▶ **Recorded data**
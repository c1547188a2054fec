//! Core traits for distmat: the storage-side row accessor and the
//! operator-side linear operator.

use crate::core::multivector::MultiVector;
use crate::error::MatError;
use crate::map::BlockMap;
use crate::parallel::Comm;

/// Mutable view of one stored nonzero.
pub struct EntryViewMut<'a> {
    pub value: &'a mut f64,
    /// Local row index.
    pub row: usize,
    /// Local column index (column map numbering).
    pub col: usize,
}

/// Row-wise access to a locally stored sparse matrix.
///
/// Rows are numbered by the row map, columns by the column map, both local.
/// This is all a storage format needs to provide to become a distributed
/// operator through [`BasicRowMatrix`](crate::matrix::BasicRowMatrix).
pub trait RowAccessor {
    /// Number of stored entries in local row `my_row`.
    fn num_my_row_entries(&self, my_row: usize) -> Result<usize, MatError>;

    /// Copies row `my_row` into `values`/`indices` and returns the entry
    /// count. Fails with [`MatError::InsufficientBuffer`] when either slice
    /// is shorter than the row.
    fn extract_my_row_copy(&self, my_row: usize, values: &mut [f64], indices: &mut [usize]) -> Result<usize, MatError>;

    /// In-place access to the `index`-th local nonzero, counting over all
    /// rows in storage order. Needed only for left/right scaling.
    fn extract_my_entry_view_mut(&mut self, index: usize) -> Result<EntryViewMut<'_>, MatError> {
        let _ = index;
        Err(MatError::Unsupported("in-place entry view"))
    }
}

/// A distributed linear operator `y = A x` between two maps.
pub trait LinearOperator<C: Comm> {
    /// y = op(A) x, where op honors [`use_transpose`](Self::use_transpose).
    fn apply(&self, x: &MultiVector<C>, y: &mut MultiVector<C>) -> Result<(), MatError>;
    /// y = op(A)ᵀ x.
    fn apply_transpose(&self, x: &MultiVector<C>, y: &mut MultiVector<C>) -> Result<(), MatError>;
    fn set_use_transpose(&mut self, use_transpose: bool);
    fn use_transpose(&self) -> bool;
    fn operator_domain_map(&self) -> &BlockMap<C>;
    fn operator_range_map(&self) -> &BlockMap<C>;
    /// ‖A‖∞ from the last numeric pass.
    fn norm_inf(&self) -> f64;
    fn has_norm_inf(&self) -> bool;
    fn label(&self) -> &str;
}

▶ **Exercise description**
Read the material above and copy out each line holding "EntryViewMut".

▶ **Answer section**
pub struct EntryViewMut<'a> {
    fn extract_my_entry_view_mut(&mut self, index: usize) -> Result<EntryViewMut<'_>, MatError> {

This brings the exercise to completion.